I had an experience where I was submitted for an instructional designer position. The standard company boilerplate was there asking for several years of experience, in Instructional Design. I was rejected because the hiring manager was looking for someone who had a PhD in instructional design, and she that was obvious in the req. When it was pointed out to her that there was no mention of a doctorate, she had to admit she had grabbed the standard material and had not read it carefully.

I was submitted for a training position for a large PeopleSoft rollout. My first response was that I have no experience with the PeopleSoft and so did not think I would be a good fit for the position. The recruiter said it was a “nice to have” but not necessary. Five minutes into the interview, I was asked about my PeopleSoft experience. When I said none, there was an awkward pause. Feedback from the client was they would pass on me since I had no PeopleSoft experience and the interviewer (who may not have written the req) considered it essential. It was a waste of time for the recruiter, the client and me.

Treat Contractors with Integrity

Don’t present me to a client saying I have experience that I don’t. My résumé is a truthful representation of what I have done and should be strong enough on its own merits.

Don’t ever submit me for a position without my permission. Some recruiters will ask for my verbal permission and I have given it. Others will send me an email and ask that I respond. Some use a combination of the two. There is always an acknowledgement on both sides of what we are doing and on what terms.
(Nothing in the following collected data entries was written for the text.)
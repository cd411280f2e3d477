//! Hosted backend client
//!
//! Talks to a PostgREST/GoTrue style backend-as-a-service: authentication
//! lives under `/auth/v1`, row access under `/rest/v1/<table>`. Every
//! request carries the project `apikey`; row requests additionally carry the
//! signed-in user's access token as a bearer token so row-level security
//! applies.

use std::time::Duration;

use anyhow::{bail, Context, Result};
use reqwest::blocking::{Client, RequestBuilder, Response};
use reqwest::StatusCode;
use serde::Deserialize;
use serde_json::{json, Value as JsonValue};
use url::Url;
use uuid::Uuid;

use crate::adapters::session_file::{SessionSlot, StoredSession};
use crate::domain::result::{Error, Result as CoreResult};
use crate::domain::{AuthSession, AuthUser, Row};
use crate::ports::{DataStore, Filter, IdentityProvider, Order, Table};

/// Provider name recorded with persisted sessions
pub const PROVIDER_NAME: &str = "hosted";

const REQUEST_TIMEOUT_SECS: u64 = 30;

#[derive(Debug, Deserialize)]
struct RemoteUser {
    id: Uuid,
    #[serde(default)]
    email: Option<String>,
    #[serde(default)]
    user_metadata: JsonValue,
}

impl RemoteUser {
    fn into_auth_user(self, fallback_email: &str) -> AuthUser {
        AuthUser {
            id: self.id,
            email: self.email.unwrap_or_else(|| fallback_email.to_string()),
            metadata: self.user_metadata,
        }
    }
}

#[derive(Debug, Deserialize)]
struct RemoteSession {
    access_token: String,
    user: RemoteUser,
}

/// Pull the human-readable message out of an error body
///
/// GoTrue uses `msg` or `error_description`, PostgREST uses `message`.
fn error_message(status: StatusCode, body: &str) -> String {
    serde_json::from_str::<JsonValue>(body)
        .ok()
        .and_then(|v| {
            ["msg", "error_description", "message", "error"]
                .iter()
                .find_map(|key| v.get(key).and_then(|m| m.as_str()).map(str::to_string))
        })
        .unwrap_or_else(|| format!("HTTP {}", status.as_u16()))
}

/// Render a filter value the way PostgREST expects it after `eq.`
fn filter_value(value: &JsonValue) -> String {
    match value {
        JsonValue::String(s) => s.clone(),
        JsonValue::Null => "null".to_string(),
        other => other.to_string(),
    }
}

fn is_loopback(url: &Url) -> bool {
    matches!(url.host_str(), Some("localhost") | Some("127.0.0.1") | Some("[::1]"))
}

/// Hosted data service and identity provider
pub struct HostedBackend {
    client: Client,
    base_url: Url,
    api_key: String,
    session: SessionSlot,
}

impl HostedBackend {
    /// Create a client for the project at `base_url`
    ///
    /// Plain `http` is only accepted for loopback hosts.
    pub fn new(base_url: &str, api_key: &str, session: SessionSlot) -> Result<Self> {
        if api_key.trim().is_empty() {
            bail!("Hosted API key cannot be empty");
        }

        let mut url = Url::parse(base_url.trim()).context("Invalid hosted URL")?;
        match url.scheme() {
            "https" => {}
            "http" if is_loopback(&url) => {}
            "http" => bail!("Hosted URL must use https"),
            other => bail!("Unsupported URL scheme '{}'", other),
        }
        if url.host_str().is_none() {
            bail!("Hosted URL has no host");
        }
        if !url.path().ends_with('/') {
            let path = format!("{}/", url.path());
            url.set_path(&path);
        }

        let client = Client::builder()
            .timeout(Duration::from_secs(REQUEST_TIMEOUT_SECS))
            .build()
            .context("Failed to create HTTP client")?;

        Ok(Self {
            client,
            base_url: url,
            api_key: api_key.trim().to_string(),
            session,
        })
    }

    pub fn base_url(&self) -> &str {
        self.base_url.as_str()
    }

    fn endpoint(&self, path: &str) -> Result<Url> {
        self.base_url
            .join(path)
            .with_context(|| format!("Invalid endpoint path '{}'", path))
    }

    fn table_url(&self, table: Table, filters: &[Filter], order: Option<&Order>) -> Result<Url> {
        let mut url = self.endpoint(&format!("rest/v1/{}", table.as_str()))?;
        {
            let mut query = url.query_pairs_mut();
            for filter in filters {
                query.append_pair(&filter.column, &format!("eq.{}", filter_value(&filter.value)));
            }
            if let Some(order) = order {
                let direction = if order.ascending { "asc" } else { "desc" };
                query.append_pair("order", &format!("{}.{}", order.column, direction));
            }
        }
        Ok(url)
    }

    /// Access token of the persisted session, if any
    fn access_token(&self) -> Option<String> {
        self.session
            .load(PROVIDER_NAME)
            .ok()
            .flatten()
            .map(|stored| stored.session.access_token)
    }

    /// Attach the project key and a bearer token (user token, else project key)
    fn authorize(&self, builder: RequestBuilder) -> RequestBuilder {
        let bearer = self.access_token().unwrap_or_else(|| self.api_key.clone());
        builder
            .header("apikey", &self.api_key)
            .bearer_auth(bearer)
    }

    /// Map request errors to user-friendly messages
    fn describe_request_error(&self, error: reqwest::Error) -> String {
        if error.is_timeout() {
            format!("Connection timed out after {} seconds", REQUEST_TIMEOUT_SECS)
        } else if error.is_connect() {
            format!("Unable to connect to {}", self.base_url)
        } else {
            format!("Request failed: {}", error)
        }
    }

    fn send_auth(&self, builder: RequestBuilder) -> CoreResult<Response> {
        let response = builder
            .header("apikey", &self.api_key)
            .send()
            .map_err(|e| Error::auth(self.describe_request_error(e)))?;

        let status = response.status();
        if status.is_success() {
            return Ok(response);
        }
        let body = response.text().unwrap_or_default();
        Err(Error::auth(error_message(status, &body)))
    }

    fn send_rest(&self, builder: RequestBuilder) -> CoreResult<Vec<Row>> {
        let response = self
            .authorize(builder)
            .header("Prefer", "return=representation")
            .send()
            .map_err(|e| Error::persistence(self.describe_request_error(e)))?;

        let status = response.status();
        if !status.is_success() {
            let body = response.text().unwrap_or_default();
            let message = error_message(status, &body);
            return Err(match status {
                StatusCode::UNAUTHORIZED | StatusCode::FORBIDDEN => Error::persistence(format!(
                    "not authorized ({}); sign in again",
                    message
                )),
                _ => Error::persistence(message),
            });
        }

        let rows: Vec<JsonValue> = response
            .json()
            .map_err(|e| Error::persistence(format!("Failed to parse response: {}", e)))?;
        rows.into_iter()
            .map(|row| match row {
                JsonValue::Object(map) => Ok(map),
                other => Err(Error::persistence(format!("expected a row object, got {}", other))),
            })
            .collect()
    }

    fn store_session(&self, remote: RemoteSession, email: &str) -> CoreResult<AuthSession> {
        let session = AuthSession {
            access_token: remote.access_token,
            user: remote.user.into_auth_user(email),
        };
        self.session
            .save(&StoredSession {
                provider: PROVIDER_NAME.to_string(),
                session: session.clone(),
            })
            .map_err(|e| Error::auth(format!("could not persist session: {}", e)))?;
        Ok(session)
    }

    fn endpoint_or_auth_error(&self, path: &str) -> CoreResult<Url> {
        self.endpoint(path).map_err(|e| Error::auth(e.to_string()))
    }
}

impl IdentityProvider for HostedBackend {
    fn name(&self) -> &str {
        PROVIDER_NAME
    }

    /// Validate the persisted token against `/auth/v1/user`
    ///
    /// A rejected token clears the session. When the service cannot be
    /// reached the persisted session is returned unverified.
    fn get_session(&self) -> CoreResult<Option<AuthSession>> {
        let stored = self
            .session
            .load(PROVIDER_NAME)
            .map_err(|e| Error::auth(format!("could not read session: {}", e)))?;
        let stored = match stored {
            Some(stored) => stored,
            None => return Ok(None),
        };

        let url = self.endpoint_or_auth_error("auth/v1/user")?;
        let response = match self
            .client
            .get(url)
            .header("apikey", &self.api_key)
            .bearer_auth(&stored.session.access_token)
            .send()
        {
            Ok(response) => response,
            Err(_) => return Ok(Some(stored.session)),
        };

        match response.status() {
            status if status.is_success() => {
                let user: RemoteUser = response
                    .json()
                    .map_err(|e| Error::auth(format!("Failed to parse user: {}", e)))?;
                Ok(Some(AuthSession {
                    user: user.into_auth_user(&stored.session.user.email),
                    access_token: stored.session.access_token,
                }))
            }
            StatusCode::UNAUTHORIZED | StatusCode::FORBIDDEN => {
                self.session
                    .clear()
                    .map_err(|e| Error::auth(format!("could not clear session: {}", e)))?;
                Ok(None)
            }
            _ => Ok(Some(stored.session)),
        }
    }

    fn sign_up(&self, email: &str, password: &str, metadata: &JsonValue) -> CoreResult<AuthSession> {
        let url = self.endpoint_or_auth_error("auth/v1/signup")?;
        let response = self.send_auth(self.client.post(url).json(&json!({
            "email": email,
            "password": password,
            "data": metadata,
        })))?;

        let body: JsonValue = response
            .json()
            .map_err(|e| Error::auth(format!("Failed to parse sign-up response: {}", e)))?;
        if body.get("access_token").is_none() {
            return Err(Error::auth(
                "Sign-up accepted; confirm your e-mail address before signing in",
            ));
        }
        let remote: RemoteSession = serde_json::from_value(body)
            .map_err(|e| Error::auth(format!("Failed to parse sign-up response: {}", e)))?;
        self.store_session(remote, email)
    }

    fn sign_in_with_password(&self, email: &str, password: &str) -> CoreResult<AuthSession> {
        let mut url = self.endpoint_or_auth_error("auth/v1/token")?;
        url.query_pairs_mut().append_pair("grant_type", "password");

        let response = self.send_auth(self.client.post(url).json(&json!({
            "email": email,
            "password": password,
        })))?;
        let remote: RemoteSession = response
            .json()
            .map_err(|e| Error::auth(format!("Failed to parse token response: {}", e)))?;
        self.store_session(remote, email)
    }

    fn sign_out(&self) -> CoreResult<()> {
        let token = self.access_token();
        self.session
            .clear()
            .map_err(|e| Error::auth(format!("could not clear session: {}", e)))?;

        let token = match token {
            Some(token) => token,
            None => return Ok(()),
        };
        let url = self.endpoint_or_auth_error("auth/v1/logout")?;
        self.send_auth(self.client.post(url).bearer_auth(token))?;
        Ok(())
    }
}

impl DataStore for HostedBackend {
    fn select(&self, table: Table, filters: &[Filter], order: Option<&Order>) -> CoreResult<Vec<Row>> {
        let mut url = self
            .table_url(table, filters, order)
            .map_err(|e| Error::persistence(e.to_string()))?;
        url.query_pairs_mut().append_pair("select", "*");
        self.send_rest(self.client.get(url))
    }

    fn insert(&self, table: Table, row: Row) -> CoreResult<Row> {
        let url = self
            .table_url(table, &[], None)
            .map_err(|e| Error::persistence(e.to_string()))?;
        self.send_rest(self.client.post(url).json(&row))?
            .into_iter()
            .next()
            .ok_or_else(|| Error::persistence(format!("insert into {} returned no row", table)))
    }

    fn update(&self, table: Table, filters: &[Filter], patch: Row) -> CoreResult<Vec<Row>> {
        if filters.is_empty() {
            return Err(Error::persistence(format!(
                "refusing to update every row of {}",
                table
            )));
        }
        let url = self
            .table_url(table, filters, None)
            .map_err(|e| Error::persistence(e.to_string()))?;
        self.send_rest(self.client.patch(url).json(&patch))
    }
}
Keep me in the loop. You submitted me for a position, I interviewed and you got positive feedback. But a more qualified candidate showed up. This happens. It is not fun to make the phone call to tell me I did not get the job. Make the call anyway and let me know what is happening. As an adult, I can take the bad news and I respect you for letting me know. It happens, it’s part of the contracting game.

Be ethical. I had a nightmare experience with a firm for an excellent position with a major firm that was known for its high standards in the financial community. In the course of 72 hours, they:

  1. Submitted me for one rate and then tried to reduce it by 20%.
  2. Lied to me about the client’s time table, trying to force me into making a decision on the spot.
  3. Continued to phone me throughout the next two days telling me that I had to accept their offer. (I was trying to decide between their offer and another one). One day there were five messages on my machine from them, each one saying something different about the terms, often contradicting earlier information. It bordered on harassment.

I did not accept the position. I would have loved to work for the client, but the idea of having to deal with people who could not be trusted nixed the deal.

Pay your contractors promptly. Most large contracting firms have a time keeping system set up, and the money goes into a contractor’s bank account with direct deposit. I don’t worry about them. But some of the smaller ones have do not have a workable system and can’t pay until they get paid by the client. I cannot wait 60 days after submitting my timesheet to be paid.

Follow Up With Your Contractors

Once I have been placed in a position, I do appreciate communication to continue. My personal practice is to file weekly status reports with my boss (onsite) and cc the account manager. Any issues quickly surface and can be resolved. I always track my accomplishments so everyone knows if things are on track. Daily handholding and checking in is not required, but good communication makes for a better relationship.

Lunch away from the office is a nice break. If there is good communication between contractors and account managers, opportunities for additional business can happen. I may be able to work out an extension, or a raise. I had one six-week assignment last for a year, because the client kept finding more work to do.

Your contractors are often in a position to see other needs a client may have, and can pass that information on to you. Contractors are often a good source of referrals. We have friends who do what we do.